■ Saved data entries
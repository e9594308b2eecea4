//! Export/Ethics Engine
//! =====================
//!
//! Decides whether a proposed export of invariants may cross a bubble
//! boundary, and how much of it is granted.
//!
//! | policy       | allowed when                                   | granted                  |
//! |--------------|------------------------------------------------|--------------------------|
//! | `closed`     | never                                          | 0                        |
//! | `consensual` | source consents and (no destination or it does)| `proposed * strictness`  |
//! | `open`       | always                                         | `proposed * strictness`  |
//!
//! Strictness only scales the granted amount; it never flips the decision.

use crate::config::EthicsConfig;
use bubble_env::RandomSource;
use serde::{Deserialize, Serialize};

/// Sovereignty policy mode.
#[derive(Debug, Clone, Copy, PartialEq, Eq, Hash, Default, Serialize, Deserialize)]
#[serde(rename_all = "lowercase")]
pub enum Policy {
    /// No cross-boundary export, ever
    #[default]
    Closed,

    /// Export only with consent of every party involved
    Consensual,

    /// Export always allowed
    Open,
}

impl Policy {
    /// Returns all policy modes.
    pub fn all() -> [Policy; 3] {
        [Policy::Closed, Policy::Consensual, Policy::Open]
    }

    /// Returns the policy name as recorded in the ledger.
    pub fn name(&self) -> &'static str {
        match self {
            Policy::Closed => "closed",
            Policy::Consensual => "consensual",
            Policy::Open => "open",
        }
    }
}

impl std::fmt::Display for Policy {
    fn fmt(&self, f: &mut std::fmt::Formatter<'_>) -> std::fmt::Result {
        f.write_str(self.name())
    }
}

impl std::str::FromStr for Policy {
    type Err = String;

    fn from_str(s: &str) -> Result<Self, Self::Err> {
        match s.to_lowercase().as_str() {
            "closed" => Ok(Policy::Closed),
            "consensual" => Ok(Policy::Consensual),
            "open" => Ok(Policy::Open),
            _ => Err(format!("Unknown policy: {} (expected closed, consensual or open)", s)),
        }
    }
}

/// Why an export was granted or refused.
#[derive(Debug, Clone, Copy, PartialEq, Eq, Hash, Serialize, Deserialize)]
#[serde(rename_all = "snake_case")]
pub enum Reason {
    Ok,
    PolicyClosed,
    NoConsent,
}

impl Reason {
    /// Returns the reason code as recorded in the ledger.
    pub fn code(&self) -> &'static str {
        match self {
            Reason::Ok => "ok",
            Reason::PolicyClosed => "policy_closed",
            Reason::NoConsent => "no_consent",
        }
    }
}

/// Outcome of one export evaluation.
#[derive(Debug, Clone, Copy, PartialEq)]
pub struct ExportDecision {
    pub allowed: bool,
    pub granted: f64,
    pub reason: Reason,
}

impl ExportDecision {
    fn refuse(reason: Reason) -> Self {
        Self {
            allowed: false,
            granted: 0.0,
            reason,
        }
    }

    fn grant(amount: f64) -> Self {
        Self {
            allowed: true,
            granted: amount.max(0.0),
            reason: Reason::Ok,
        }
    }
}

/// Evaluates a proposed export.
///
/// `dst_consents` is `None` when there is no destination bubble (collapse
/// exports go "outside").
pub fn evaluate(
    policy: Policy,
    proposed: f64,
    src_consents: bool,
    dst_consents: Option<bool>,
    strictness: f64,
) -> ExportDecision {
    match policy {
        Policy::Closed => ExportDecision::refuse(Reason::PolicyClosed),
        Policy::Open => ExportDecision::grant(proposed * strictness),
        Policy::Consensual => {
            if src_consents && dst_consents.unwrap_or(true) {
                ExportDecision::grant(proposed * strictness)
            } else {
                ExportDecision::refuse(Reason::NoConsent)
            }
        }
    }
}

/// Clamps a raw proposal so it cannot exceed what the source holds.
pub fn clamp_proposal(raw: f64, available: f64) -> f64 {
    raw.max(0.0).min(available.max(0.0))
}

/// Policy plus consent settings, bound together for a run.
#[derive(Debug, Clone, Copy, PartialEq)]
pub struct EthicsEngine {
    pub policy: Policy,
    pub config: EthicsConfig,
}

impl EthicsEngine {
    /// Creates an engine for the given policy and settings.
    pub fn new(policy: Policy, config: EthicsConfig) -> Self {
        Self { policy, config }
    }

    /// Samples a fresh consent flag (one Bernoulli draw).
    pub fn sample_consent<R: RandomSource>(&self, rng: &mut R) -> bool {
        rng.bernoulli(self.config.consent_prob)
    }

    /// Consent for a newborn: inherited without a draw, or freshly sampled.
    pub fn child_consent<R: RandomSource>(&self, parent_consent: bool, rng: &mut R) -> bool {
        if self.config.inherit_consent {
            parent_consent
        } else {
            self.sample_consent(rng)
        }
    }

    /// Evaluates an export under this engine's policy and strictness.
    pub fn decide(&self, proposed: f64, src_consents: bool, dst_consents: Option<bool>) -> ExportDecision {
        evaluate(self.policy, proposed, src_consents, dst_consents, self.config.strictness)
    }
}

■ WORK ITEM
Copy the lines of the entries above that mention "PartialEq".

■ TASK OUTPUT
#[derive(Debug, Clone, Copy, PartialEq, Eq, Hash, Default, Serialize, Deserialize)]
#[derive(Debug, Clone, Copy, PartialEq, Eq, Hash, Serialize, Deserialize)]
#[derive(Debug, Clone, Copy, PartialEq)]
#[derive(Debug, Clone, Copy, PartialEq)]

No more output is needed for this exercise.